At Trenton the train
set him on board a steamer which took him to Philadelphia where he
smelt other varieties of town life; then again by boat to Chester,
and by train to Havre de Grace; by boat to Baltimore and thence by
rail to Washington. This was the journey he remembered. The actual
journey may have been quite different, but the actual journey has
no interest for education. The memory was all that mattered; and
what struck him most, to remain fresh in his mind all his lifetime,
was the sudden change that came over the world on entering a slave
State. He took education politically. The mere raggedness of
outline could not have seemed wholly new, for even Boston had its
ragged edges, and the town of Quincy was far from being a vision of
neatness or good-repair; in truth, he had never seen a finished
landscape; but Maryland was raggedness of a new kind. The railway,
about the size and character of a modern tram, rambled through
unfenced fields and woods, or through village streets, among a
haphazard variety of pigs, cows, and negro babies, who might all
have used the cabins for pens and styes, had the Southern pig
required styes, but who never showed a sign of care. This was the
boy's impression of what slavery caused, and, for him, was all it
taught. Coming down in the early morning from his bedroom in his
grandmother's house - still called the Adams Building in - F Street
and venturing outside into the air reeking with the thick odor of
the catalpa trees, he found himself on an earth-road, or village
street, with wheel-tracks meandering from the colonnade of the
Treasury hard by, to the white marble columns and fronts of the
Post Office and Patent Office which faced each other in the
distance, like white Greek temples in the abandoned gravel-pits of
a deserted Syrian city. Here and there low wooden houses were
scattered along the streets, as in other Southern villages, but he
was chiefly attracted by an unfinished square marble shaft,
half-a-mile below, and he walked down to inspect it before
breakfast. His aunt drily remarked that, at this rate, he would
soon get through all the sights; but she could not guess - having
lived always in Washington - how little the sights of Washington
had to do with its interest.
The boy could not have told her; he was nowhere near
an understanding of himself. The more he was educated, the less he
understood. Slavery struck him in the face; it was a nightmare; a
horror; a crime; the sum of all wickedness!
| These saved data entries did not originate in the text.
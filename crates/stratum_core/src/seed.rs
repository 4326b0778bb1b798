//! # Seed Mixer
//!
//! Deterministic integer hashing for reproducible per-tile randomness.
//!
//! ## Derivation Chain
//!
//! ```text
//! base seed ──3 rounds──> LayerSeed
//! world seed + LayerSeed ──3 rounds──> world-layer seed
//! world-layer seed + (x, z, x, z) ──4 rounds──> tile seed ──> TileRng
//! ```
//!
//! One round is `s = s * (s * A + B) + addend` in wrapping 64-bit signed
//! arithmetic. The recurrence is part of the world format: changing it
//! changes every world ever generated.
//!
//! ## Determinism Guarantee
//!
//! A tile's random outcome depends only on `(world seed, layer, x, z)` and
//! on the order of draws made for that tile. Nothing is shared between
//! tiles, so cells may be computed in any order, on any thread.

/// LCG multiplier.
pub const MULTIPLIER: i64 = 6_364_136_223_846_793_005;

/// LCG increment.
pub const INCREMENT: i64 = 1_442_695_040_888_963_407;

/// One mixing round: `s * (s * A + B) + addend`.
#[inline]
#[must_use]
pub const fn mix_round(seed: i64, addend: i64) -> i64 {
    seed
        .wrapping_mul(seed.wrapping_mul(MULTIPLIER).wrapping_add(INCREMENT))
        .wrapping_add(addend)
}

/// Three rounds with the same addend.
#[inline]
#[must_use]
const fn mix3(seed: i64, addend: i64) -> i64 {
    mix_round(mix_round(mix_round(seed, addend), addend), addend)
}

/// World seed for deterministic generation.
///
/// All procedural generation derives from this seed.
#[derive(Clone, Copy, Debug, PartialEq, Eq, Hash)]
pub struct WorldSeed(i64);

impl WorldSeed {
    /// Creates a new world seed.
    #[inline]
    #[must_use]
    pub const fn new(seed: i64) -> Self {
        Self(seed)
    }

    /// Returns the raw seed value.
    #[inline]
    #[must_use]
    pub const fn value(self) -> i64 {
        self.0
    }
}

/// Seed owned by one layer, derived from the layer's fixed base seed.
#[derive(Clone, Copy, Debug, PartialEq, Eq, Hash)]
pub struct LayerSeed(i64);

impl LayerSeed {
    /// Derives the layer seed from a base seed (three rounds adding `base`).
    #[must_use]
    pub const fn from_base(base: i64) -> Self {
        Self(mix3(base, base))
    }

    /// Returns the raw value.
    #[inline]
    #[must_use]
    pub const fn value(self) -> i64 {
        self.0
    }

    /// Combines with a world seed (three rounds adding the layer seed).
    #[must_use]
    pub const fn with_world(self, world: WorldSeed) -> WorldLayerSeed {
        WorldLayerSeed(mix3(world.0, self.0))
    }
}

/// A layer's seed combined with the world seed.
///
/// Computed once per stack initialization; every tile seed of the layer
/// starts from it.
#[derive(Clone, Copy, Debug, PartialEq, Eq, Hash)]
pub struct WorldLayerSeed(i64);

impl WorldLayerSeed {
    /// Convenience: `LayerSeed::from_base(base).with_world(world)`.
    #[must_use]
    pub const fn derive(base: i64, world: WorldSeed) -> Self {
        LayerSeed::from_base(base).with_world(world)
    }

    /// Returns the raw value.
    #[inline]
    #[must_use]
    pub const fn value(self) -> i64 {
        self.0
    }

    /// Initial tile seed at `(x, z)`: rounds adding `x, z, x, z`.
    #[inline]
    #[must_use]
    pub const fn tile_seed(self, x: i32, z: i32) -> i64 {
        let (x, z) = (x as i64, z as i64);
        mix_round(mix_round(mix_round(mix_round(self.0, x), z), x), z)
    }

    /// Random source for the tile at `(x, z)`.
    #[inline]
    #[must_use]
    pub const fn tile(self, x: i32, z: i32) -> TileRng {
        TileRng {
            seed: self.tile_seed(x, z),
            world_layer: self.0,
        }
    }
}

/// Per-tile random stream.
///
/// Only obtainable through [`WorldLayerSeed::tile`], so a draw can never
/// happen on an uninitialized tile seed.
#[derive(Clone, Copy, Debug, PartialEq, Eq)]
pub struct TileRng {
    seed: i64,
    world_layer: i64,
}

impl TileRng {
    /// Current state.
    #[inline]
    #[must_use]
    pub const fn state(&self) -> i64 {
        self.seed
    }

    /// Uniform integer in `[0, bound)` from the high bits of the state, then
    /// advances the state by one round adding the world-layer seed.
    ///
    /// # Panics
    ///
    /// Panics if `bound <= 0`.
    #[inline]
    pub fn next_int(&mut self, bound: i32) -> i32 {
        assert!(bound > 0, "bound must be positive, got {bound}");
        let value = (self.seed >> 24).rem_euclid(i64::from(bound)) as i32;
        self.seed = mix_round(self.seed, self.world_layer);
        value
    }

    /// True with probability `1 / one_in`.
    #[inline]
    pub fn chance(&mut self, one_in: i32) -> bool {
        self.next_int(one_in) == 0
    }

    /// True with probability roughly `p` (`1 / round(1 / p)`).
    ///
    /// # Panics
    ///
    /// Panics if `p` is not in `(0, 1]`.
    pub fn coin_flip(&mut self, p: f64) -> bool {
        assert!(p > 0.0 && p <= 1.0, "probability must be in (0, 1], got {p}");
        self.chance((1.0 / p).round() as i32)
    }

    /// Picks one of two values.
    #[inline]
    pub fn pick2<T>(&mut self, a: T, b: T) -> T {
        if self.next_int(2) == 0 {
            a
        } else {
            b
        }
    }

    /// Picks one of four values.
    #[inline]
    pub fn pick4<T>(&mut self, a: T, b: T, c: T, d: T) -> T {
        match self.next_int(4) {
            0 => a,
            1 => b,
            2 => c,
            _ => d,
        }
    }
}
Contact made it only
more repulsive. He wanted to escape, like the negroes, to free
soil. Slave States were dirty, unkempt, poverty-stricken, ignorant,
vicious! He had not a thought but repulsion for it; and yet the
picture had another side. The May sunshine and shadow had something
to do with it; the thickness of foliage and the heavy smells had
more; the sense of atmosphere, almost new, had perhaps as much
again; and the brooding indolence of a warm climate and a negro
population hung in the atmosphere heavier than the catalpas. The
impression was not simple, but the boy liked it: distinctly it
remained on his mind as an attraction, almost obscuring Quincy
itself. The want of barriers, of pavements, of forms; the
looseness, the laziness; the indolent Southern drawl; the pigs in
the streets; the negro babies and their mothers with bandanas; the
freedom, openness, swagger, of nature and man, soothed his Johnson
blood. Most boys would have felt it in the same way, but with him
the feeling caught on to an inheritance. The softness of his gentle
old grandmother as she lay in bed and chatted with him, did not
come from Boston. His aunt was anything rather than Bostonian. He
did not wholly come from Boston himself. Though Washington belonged
to a different world, and the two worlds could not live together,
he was not sure that he enjoyed the Boston world most. Even at
twelve years old he could see his own nature no more clearly than
he would at twelve hundred, if by accident he should happen to live
so long.
His father took him to the Capitol and on the floor
of the Senate, which then, and long afterwards, until the era of
tourists, was freely open to visitors. The old Senate Chamber
resembled a pleasant political club. Standing behind the
Vice-President's chair, which is now the Chief Justice's, the boy
was presented to some of the men whose names were great in their
day, and as familiar to him as his own. Clay and Webster and
Calhoun were there still, but with them a Free Soil candidate for
the Vice-Presidency had little to do; what struck boys most was
their type. Senators were a species; they all wore an air, as they
wore a blue dress coat or brass buttons; they were Roman. The type
of Senator in 1850 was rather charming at its best, and the Senate,
when in good temper, was an agreeable body, numbering only some
sixty members, and affecting the airs of courtesy. Its vice was not
so much a vice of manners or temper as of attitude.